Exercise requirements ▸ Within the material below, find each line bearing the word "MatchMode" and present it.

Extracted entries ▸
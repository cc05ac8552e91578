use crate::snapshot::SnapshotStore;
use crate::traits::ConfluenceApi;
use crate::{PageContent, ScanError};
use serde_json::Value;
use tracing::debug;

#[derive(Debug, Clone, Copy, PartialEq, Eq)]
pub enum ContentSource {
    Network,
    Snapshot,
}

#[derive(Debug, Clone)]
pub struct FetchedPage {
    pub content: PageContent,
    pub source: ContentSource,
    /// Whether this call created the snapshot file.
    pub snapshot_written: bool,
}

/// Resolves content ids to rendered pages and keeps the snapshot directory
/// in sync.
///
/// By default every id is fetched from the server even when a snapshot
/// already exists; only the write is skipped. With `reuse_snapshots` the
/// snapshot on disk is read instead and the request is not made.
#[derive(Debug, Clone)]
pub struct ContentFetcher {
    snapshots: SnapshotStore,
    reuse_snapshots: bool,
}

impl ContentFetcher {
    pub fn new(snapshots: SnapshotStore) -> Self {
        Self {
            snapshots,
            reuse_snapshots: false,
        }
    }

    pub fn reuse_snapshots(mut self, reuse: bool) -> Self {
        self.reuse_snapshots = reuse;
        self
    }

    pub async fn fetch(
        &self,
        api: &dyn ConfluenceApi,
        content_id: &str,
    ) -> Result<Value, ScanError> {
        api.page_by_id(content_id).await
    }

    /// Snapshot names follow the id the hit referenced.
    pub fn persist(&self, content_id: &str, record: &Value) -> Result<bool, ScanError> {
        self.snapshots.persist(content_id, record)
    }

    /// Fetch (or load) and persist in one step. The record is written before
    /// it is parsed, so a page without a rendered body still gets a snapshot.
    pub async fn resolve(
        &self,
        api: &dyn ConfluenceApi,
        content_id: &str,
    ) -> Result<FetchedPage, ScanError> {
        if self.reuse_snapshots && self.snapshots.exists(content_id)? {
            debug!(content_id, "loading content from snapshot");
            return Ok(FetchedPage {
                content: self.snapshots.load(content_id)?,
                source: ContentSource::Snapshot,
                snapshot_written: false,
            });
        }

        let record = self.fetch(api, content_id).await?;
        let snapshot_written = self.persist(content_id, &record)?;

        Ok(FetchedPage {
            content: PageContent::from_raw(record)?,
            source: ContentSource::Network,
            snapshot_written,
        })
    }
}
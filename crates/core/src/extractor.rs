use crate::traits::ResultSink;
use crate::{LogLine, ScanError};
use regex::Regex;
use scraper::Html;
use std::ops::Range;
use tracing::{error, info, warn};

pub const DEFAULT_CONTEXT_LENGTH: usize = 50;
pub const HIGHLIGHT_START: &str = "\u{1b}[33m";
pub const HIGHLIGHT_END: &str = "\u{1b}[0m";

pub trait HtmlToText {
    fn convert(&self, html: &str) -> Result<String, ScanError>;
}

/// Concatenates every text node of the fragment, like a browser's
/// `textContent`.
#[derive(Debug, Default)]
pub struct ScraperText;

impl HtmlToText for ScraperText {
    fn convert(&self, html: &str) -> Result<String, ScanError> {
        let fragment = Html::parse_fragment(html);
        Ok(fragment.root_element().text().collect())
    }
}

#[derive(Debug, Clone, Copy, PartialEq, Eq, Default)]
pub enum MatchMode {
    /// The keyword is used as a regular expression as written.
    #[default]
    Pattern,
    /// Regex metacharacters in the keyword are escaped first.
    Literal,
}

impl MatchMode {
    pub fn compile(self, keyword: &str) -> Result<Regex, ScanError> {
        let pattern = match self {
            MatchMode::Pattern => keyword.to_string(),
            MatchMode::Literal => regex::escape(keyword),
        };
        Ok(Regex::new(&pattern)?)
    }
}

pub struct TextExtractor {
    context_length: usize,
    mode: MatchMode,
    converter: Box<dyn HtmlToText + Send + Sync>,
}

impl Default for TextExtractor {
    fn default() -> Self {
        Self::new(DEFAULT_CONTEXT_LENGTH, MatchMode::default())
    }
}

impl TextExtractor {
    pub fn new(context_length: usize, mode: MatchMode) -> Self {
        Self {
            context_length,
            mode,
            converter: Box::new(ScraperText),
        }
    }

    pub fn with_converter(mut self, converter: impl HtmlToText + Send + Sync + 'static) -> Self {
        self.converter = Box::new(converter);
        self
    }

    /// Emits one line per keyword occurrence to `sink` and the console.
    /// Failures are logged here and yield whatever was emitted before them.
    pub fn scan(
        &self,
        url: &str,
        title: &str,
        html: &str,
        keyword: &str,
        sink: &dyn ResultSink,
    ) -> Vec<LogLine> {
        let text = match self.converter.convert(html) {
            Ok(text) => text,
            Err(error) => {
                warn!(url, error = %error, "failed converting HTML to text, scanning raw markup");
                html.to_string()
            }
        };

        let mut emitted = Vec::new();
        if let Err(error) = self.emit_lines(url, title, &text, keyword, sink, &mut emitted) {
            error!(url, keyword, "extraction failed due to: {error}");
        }
        emitted
    }

    fn emit_lines(
        &self,
        url: &str,
        title: &str,
        text: &str,
        keyword: &str,
        sink: &dyn ResultSink,
        emitted: &mut Vec<LogLine>,
    ) -> Result<(), ScanError> {
        let pattern = self.mode.compile(keyword)?;

        for occurrence in find_occurrences(&pattern, text) {
            let snippet = surrounding(text, occurrence, self.context_length);
            let line = LogLine {
                keyword: keyword.to_string(),
                url: url.to_string(),
                title: title.to_string(),
                snippet: highlight(&pattern, &single_line(snippet)),
            };

            sink.record(&line)?;
            info!("{line}");
            emitted.push(line);
        }

        Ok(())
    }
}

/// Byte ranges of all non-overlapping, non-empty matches.
pub fn find_occurrences(pattern: &Regex, text: &str) -> Vec<Range<usize>> {
    pattern
        .find_iter(text)
        .filter(|found| !found.is_empty())
        .map(|found| found.range())
        .collect()
}

/// The match plus up to `context` characters either side, clamped to `text`.
pub fn surrounding(text: &str, occurrence: Range<usize>, context: usize) -> &str {
    let start = chars_back(text, occurrence.start, context);
    let end = chars_forward(text, occurrence.end, context);
    &text[start..end]
}

fn chars_back(text: &str, from: usize, count: usize) -> usize {
    if count == 0 {
        return from;
    }
    text[..from]
        .char_indices()
        .rev()
        .nth(count - 1)
        .map_or(0, |(index, _)| index)
}

fn chars_forward(text: &str, from: usize, count: usize) -> usize {
    text[from..]
        .char_indices()
        .nth(count)
        .map_or(text.len(), |(index, _)| from + index)
}

pub fn single_line(snippet: &str) -> String {
    snippet.replace(['\r', '\n'], " ")
}

pub fn highlight(pattern: &Regex, snippet: &str) -> String {
    let mut marked = String::with_capacity(snippet.len() + 16);
    let mut cursor = 0;

    for found in find_occurrences(pattern, snippet) {
        marked.push_str(&snippet[cursor..found.start]);
        marked.push_str(HIGHLIGHT_START);
        marked.push_str(&snippet[found.clone()]);
        marked.push_str(HIGHLIGHT_END);
        cursor = found.end;
    }

    marked.push_str(&snippet[cursor..]);
    marked
}

#[cfg(test)]
mod tests {
    use super::*;
    use std::sync::Mutex;

    #[derive(Default)]
    struct MemorySink {
        lines: Mutex<Vec<String>>,
    }

    impl ResultSink for MemorySink {
        fn record(&self, line: &LogLine) -> Result<(), ScanError> {
            self.lines
                .lock()
                .map_err(|_| ScanError::Io(std::io::Error::other("poisoned")))?
                .push(line.to_string());
            Ok(())
        }
    }

    struct FailingConverter;

    impl HtmlToText for FailingConverter {
        fn convert(&self, _html: &str) -> Result<String, ScanError> {
            Err(ScanError::Io(std::io::Error::other("broken markup")))
        }
    }

    fn marked(text: &str) -> String {
        format!("{HIGHLIGHT_START}{text}{HIGHLIGHT_END}")
    }

    #[test]
    fn context_window_is_clamped_at_both_ends() -> Result<(), ScanError> {
        let text = "aaXaaXaa";
        let pattern = MatchMode::Literal.compile("X")?;
        let found = find_occurrences(&pattern, text);

        assert_eq!(found, vec![2..3, 5..6]);
        for occurrence in found {
            assert_eq!(surrounding(text, occurrence, 1), "aXa");
        }

        assert_eq!(surrounding("Xab", 0..1, 1), "Xa");
        assert_eq!(surrounding("abX", 2..3, 1), "bX");
        assert_eq!(surrounding("X", 0..1, 50), "X");
        Ok(())
    }

    #[test]
    fn context_counts_characters_not_bytes() {
        let text = "ääXöö";
        assert_eq!(surrounding(text, 4..5, 1), "äXö");
    }

    #[test]
    fn newlines_become_spaces_and_only_matches_are_marked() -> Result<(), ScanError> {
        let pattern = MatchMode::Literal.compile("secret")?;
        let snippet = single_line("top\nsecret\r\nhere");
        assert_eq!(snippet, "top secret  here");
        assert_eq!(
            highlight(&pattern, &snippet),
            format!("top {}  here", marked("secret"))
        );
        Ok(())
    }

    #[test]
    fn scan_emits_one_line_per_occurrence() {
        let sink = MemorySink::default();
        let extractor = TextExtractor::new(3, MatchMode::Literal);
        let lines = extractor.scan(
            "https://wiki/x",
            "Runbook",
            "<p>the secret</p><p>a secret!</p>",
            "secret",
            &sink,
        );

        assert_eq!(lines.len(), 2);
        assert_eq!(lines[0].snippet, format!("he {}a s", marked("secret")));
        let recorded = sink.lines.lock().expect("sink lock");
        assert_eq!(
            recorded[1],
            format!(
                "[Keyword: secret] [URL: https://wiki/x] [Title: Runbook] [ta {}!]",
                marked("secret")
            )
        );
    }

    #[test]
    fn markup_is_not_scanned_after_conversion() {
        let sink = MemorySink::default();
        let lines = TextExtractor::default().scan(
            "u",
            "t",
            "<a href=\"/token\">link</a>",
            "token",
            &sink,
        );
        assert!(lines.is_empty());
    }

    #[test]
    fn conversion_failure_falls_back_to_raw_html() {
        let sink = MemorySink::default();
        let extractor = TextExtractor::default().with_converter(FailingConverter);
        let lines = extractor.scan("u", "t", "<a href=\"/token\">link</a>", "token", &sink);
        assert_eq!(lines.len(), 1);
    }

    #[test]
    fn keywords_are_patterns_unless_literal() {
        let sink = MemorySink::default();
        let html = "<p>pass1 pass2 pass.</p>";

        let as_pattern = TextExtractor::new(0, MatchMode::Pattern);
        assert_eq!(as_pattern.scan("u", "t", html, "pass.", &sink).len(), 3);

        let as_literal = TextExtractor::new(0, MatchMode::Literal);
        let lines = as_literal.scan("u", "t", html, "pass.", &sink);
        assert_eq!(lines.len(), 1);
        assert_eq!(lines[0].snippet, marked("pass."));
    }

    #[test]
    fn invalid_pattern_is_logged_not_raised() {
        let sink = MemorySink::default();
        let lines = TextExtractor::default().scan("u", "t", "<p>a(b</p>", "a(b", &sink);
        assert!(lines.is_empty());
        assert!(sink.lines.lock().expect("sink lock").is_empty());
    }
}
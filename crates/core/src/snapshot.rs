use crate::{PageContent, ScanError};
use serde_json::Value;
use std::fs;
use std::path::PathBuf;
use tracing::debug;

pub const DEFAULT_RESULTS_DIR: &str = "./results";

/// One pretty-printed JSON file per content id, written at most once.
#[derive(Debug, Clone)]
pub struct SnapshotStore {
    directory: PathBuf,
}

impl SnapshotStore {
    pub fn new(directory: impl Into<PathBuf>) -> Self {
        Self {
            directory: directory.into(),
        }
    }

    pub fn path_for(&self, content_id: &str) -> Result<PathBuf, ScanError> {
        let is_plain = !content_id.is_empty()
            && content_id
                .chars()
                .all(|c| c.is_ascii_alphanumeric() || c == '-' || c == '_');
        if !is_plain {
            return Err(ScanError::InvalidContentId(content_id.to_string()));
        }
        Ok(self.directory.join(format!("page_{content_id}.json")))
    }

    pub fn exists(&self, content_id: &str) -> Result<bool, ScanError> {
        Ok(self.path_for(content_id)?.exists())
    }

    /// Returns `true` when a new file was written.
    pub fn persist(&self, content_id: &str, raw: &Value) -> Result<bool, ScanError> {
        let path = self.path_for(content_id)?;
        fs::create_dir_all(&self.directory)?;

        if path.exists() {
            debug!(content_id, "file for id already exists");
            return Ok(false);
        }

        fs::write(&path, serde_json::to_string_pretty(raw)?)?;
        Ok(true)
    }

    pub fn load(&self, content_id: &str) -> Result<PageContent, ScanError> {
        let raw: Value = serde_json::from_str(&fs::read_to_string(self.path_for(content_id)?)?)?;
        PageContent::from_raw(raw)
    }
}

impl Default for SnapshotStore {
    fn default() -> Self {
        Self::new(DEFAULT_RESULTS_DIR)
    }
}

#[cfg(test)]
mod tests {
    use super::*;
    use serde_json::json;
    use tempfile::tempdir;

    fn record(id: &str, title: &str) -> Value {
        json!({
            "id": id,
            "title": title,
            "body": {"view": {"value": "<p>secret</p>"}},
            "_links": {"base": "https://wiki", "webui": format!("/pages/{id}")}
        })
    }

    #[test]
    fn second_persist_leaves_file_untouched() -> Result<(), Box<dyn std::error::Error>> {
        let dir = tempdir()?;
        let store = SnapshotStore::new(dir.path().join("results"));

        assert!(store.persist("42", &record("42", "first"))?);
        let before = fs::read_to_string(store.path_for("42")?)?;

        assert!(!store.persist("42", &record("42", "second"))?);
        let after = fs::read_to_string(store.path_for("42")?)?;

        assert_eq!(before, after);
        assert!(after.contains("first"));
        Ok(())
    }

    #[test]
    fn distinct_ids_get_distinct_files() -> Result<(), Box<dyn std::error::Error>> {
        let dir = tempdir()?;
        let store = SnapshotStore::new(dir.path());

        store.persist("1", &record("1", "a"))?;
        store.persist("2", &record("2", "b"))?;

        assert!(dir.path().join("page_1.json").exists());
        assert!(dir.path().join("page_2.json").exists());
        assert_eq!(fs::read_dir(dir.path())?.count(), 2);
        Ok(())
    }

    #[test]
    fn snapshot_round_trips_into_page_content() -> Result<(), Box<dyn std::error::Error>> {
        let dir = tempdir()?;
        let store = SnapshotStore::new(dir.path());
        store.persist("9", &record("9", "Runbook"))?;

        let content = store.load("9")?;
        assert_eq!(content.title, "Runbook");
        assert_eq!(content.url, "https://wiki/pages/9");
        Ok(())
    }

    #[test]
    fn path_like_ids_are_rejected() {
        let store = SnapshotStore::default();
        assert!(store.path_for("../etc/passwd").is_err());
        assert!(store.path_for("").is_err());
    }
}
use crate::rate_limit::DEFAULT_REQUESTS_PER_SECOND;
use rand::seq::SliceRandom;

const USER_AGENTS: &[&str] = &[
    "Mozilla/5.0 (Windows NT 10.0; Win64; x64) AppleWebKit/537.36 (KHTML, like Gecko) Chrome/124.0.0.0 Safari/537.36",
    "Mozilla/5.0 (Macintosh; Intel Mac OS X 10_15_7) AppleWebKit/537.36 (KHTML, like Gecko) Chrome/124.0.0.0 Safari/537.36",
    "Mozilla/5.0 (X11; Linux x86_64) AppleWebKit/537.36 (KHTML, like Gecko) Chrome/123.0.0.0 Safari/537.36",
    "Mozilla/5.0 (Windows NT 10.0; Win64; x64; rv:125.0) Gecko/20100101 Firefox/125.0",
    "Mozilla/5.0 (Macintosh; Intel Mac OS X 10.15; rv:125.0) Gecko/20100101 Firefox/125.0",
    "Mozilla/5.0 (Macintosh; Intel Mac OS X 10_15_7) AppleWebKit/605.1.15 (KHTML, like Gecko) Version/17.4 Safari/605.1.15",
    "Mozilla/5.0 (Windows NT 10.0; Win64; x64) AppleWebKit/537.36 (KHTML, like Gecko) Chrome/124.0.0.0 Safari/537.36 Edg/124.0.0.0",
];

const FALLBACK_USER_AGENT: &str =
    "Mozilla/5.0 (Windows NT 10.0; Win64; x64) AppleWebKit/537.36 (KHTML, like Gecko) Chrome/124.0.0.0 Safari/537.36";

pub fn random_user_agent() -> String {
    USER_AGENTS
        .choose(&mut rand::thread_rng())
        .copied()
        .unwrap_or(FALLBACK_USER_AGENT)
        .to_string()
}

/// Connection settings for a Confluence instance.
#[derive(Debug, Clone)]
pub struct ClientConfig {
    pub base_url: String,
    pub username: String,
    pub password: String,
    pub verify_tls: bool,
    pub requests_per_second: u32,
    pub proxy: Option<String>,
    pub user_agent: String,
}

impl ClientConfig {
    pub fn new(
        base_url: impl Into<String>,
        username: impl Into<String>,
        password: impl Into<String>,
    ) -> Self {
        Self {
            base_url: normalize_base_url(&base_url.into()),
            username: username.into(),
            password: password.into(),
            verify_tls: false,
            requests_per_second: DEFAULT_REQUESTS_PER_SECOND,
            proxy: None,
            user_agent: random_user_agent(),
        }
    }

    pub fn with_verify_tls(mut self, verify_tls: bool) -> Self {
        self.verify_tls = verify_tls;
        self
    }

    pub fn with_rate_limit(mut self, requests_per_second: u32) -> Self {
        self.requests_per_second = requests_per_second;
        self
    }

    /// Empty strings are treated as "no proxy".
    pub fn with_proxy(mut self, proxy: Option<String>) -> Self {
        self.proxy = proxy.filter(|value| !value.trim().is_empty());
        self
    }

    /// Keeps the randomly chosen agent when `user_agent` is empty.
    pub fn with_user_agent(mut self, user_agent: Option<String>) -> Self {
        if let Some(agent) = user_agent.filter(|value| !value.trim().is_empty()) {
            self.user_agent = agent;
        }
        self
    }
}

pub fn normalize_base_url(url: &str) -> String {
    let trimmed = url.trim();
    trimmed.strip_suffix('/').unwrap_or(trimmed).to_string()
}
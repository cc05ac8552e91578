use crate::control::ScanControl;
use crate::extractor::TextExtractor;
use crate::fetcher::{ContentFetcher, ContentSource};
use crate::pagination::expand_hits;
use crate::query::QueryTemplate;
use crate::traits::{ConfluenceApi, ResultSink};
use crate::ScanError;
use serde::Serialize;
use std::collections::HashSet;
use tracing::{debug, error, info};

#[derive(Debug, Clone, Default, Serialize, PartialEq, Eq)]
pub struct ScanReport {
    pub keywords_searched: usize,
    pub hits_seen: usize,
    pub pages_fetched: usize,
    pub snapshots_loaded: usize,
    pub snapshots_written: usize,
    pub matches: usize,
    pub failures: usize,
    /// Set when a failed search ended the scan before the last keyword.
    pub stopped_by: Option<String>,
}

pub struct Scanner<A, S>
where
    A: ConfluenceApi,
    S: ResultSink,
{
    api: A,
    sink: S,
    template: QueryTemplate,
    fetcher: ContentFetcher,
    extractor: TextExtractor,
    control: ScanControl,
}

impl<A, S> Scanner<A, S>
where
    A: ConfluenceApi,
    S: ResultSink,
{
    pub fn new(
        api: A,
        sink: S,
        template: QueryTemplate,
        fetcher: ContentFetcher,
        extractor: TextExtractor,
    ) -> Self {
        Self {
            api,
            sink,
            template,
            fetcher,
            extractor,
            control: ScanControl::new(),
        }
    }

    pub fn with_control(mut self, control: ScanControl) -> Self {
        self.control = control;
        self
    }

    pub fn control(&self) -> &ScanControl {
        &self.control
    }

    pub fn api(&self) -> &A {
        &self.api
    }

    pub fn sink(&self) -> &S {
        &self.sink
    }

    /// Runs every keyword in order. Only cancellation is returned as an
    /// error; everything else is logged and counted in the report.
    pub async fn run(&self, keywords: &[String]) -> Result<ScanReport, ScanError> {
        let mut report = ScanReport::default();

        for keyword in keywords {
            self.control.checkpoint().await?;

            let cql = self.template.render(keyword);
            debug!(keyword = %keyword, cql = %cql, "cql query");
            report.keywords_searched += 1;

            let initial = match self.api.search(&cql, 0).await {
                Ok(page) => page,
                Err(err) => {
                    error!(keyword = %keyword, "failed searching Confluence: {err}");
                    report.failures += 1;
                    report.stopped_by = Some(err.to_string());
                    break;
                }
            };

            let walked = expand_hits(keyword, &cql, &initial, &self.api, &self.control).await;
            let hits = match walked {
                Ok(hits) => hits,
                Err(ScanError::Cancelled) => return Err(ScanError::Cancelled),
                Err(err) => {
                    error!(keyword = %keyword, "failed loading result pages: {err}");
                    report.failures += 1;
                    initial.results
                }
            };
            report.hits_seen += hits.len();

            let mut seen = HashSet::new();
            for hit in &hits {
                let Some(content_id) = hit.content_id() else {
                    continue;
                };
                if !seen.insert(content_id) {
                    debug!(content_id, "duplicate hit for keyword");
                    continue;
                }
                self.control.checkpoint().await?;

                if let Err(err) = self.scan_content(keyword, content_id, &mut report).await {
                    error!(
                        content_id,
                        "failed getting content for id {content_id} due to: {err}"
                    );
                    report.failures += 1;
                }
            }
        }

        info!(
            keywords = report.keywords_searched,
            pages = report.pages_fetched,
            matches = report.matches,
            failures = report.failures,
            "scan finished"
        );
        Ok(report)
    }

    async fn scan_content(
        &self,
        keyword: &str,
        content_id: &str,
        report: &mut ScanReport,
    ) -> Result<(), ScanError> {
        let fetched = self.fetcher.resolve(&self.api, content_id).await?;
        match fetched.source {
            ContentSource::Network => report.pages_fetched += 1,
            ContentSource::Snapshot => report.snapshots_loaded += 1,
        }
        if fetched.snapshot_written {
            report.snapshots_written += 1;
        }

        let page = fetched.content;
        let lines = self
            .extractor
            .scan(&page.url, &page.title, &page.html, keyword, &self.sink);
        report.matches += lines.len();
        Ok(())
    }
}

Answer to the exercise ▸
pub enum MatchMode {
impl MatchMode {
            MatchMode::Pattern => keyword.to_string(),
            MatchMode::Literal => regex::escape(keyword),
    mode: MatchMode,
        Self::new(DEFAULT_CONTEXT_LENGTH, MatchMode::default())
    pub fn new(context_length: usize, mode: MatchMode) -> Self {
        let pattern = MatchMode::Literal.compile("X")?;
        let pattern = MatchMode::Literal.compile("secret")?;
        let extractor = TextExtractor::new(3, MatchMode::Literal);
        let as_pattern = TextExtractor::new(0, MatchMode::Pattern);
        let as_literal = TextExtractor::new(0, MatchMode::Literal);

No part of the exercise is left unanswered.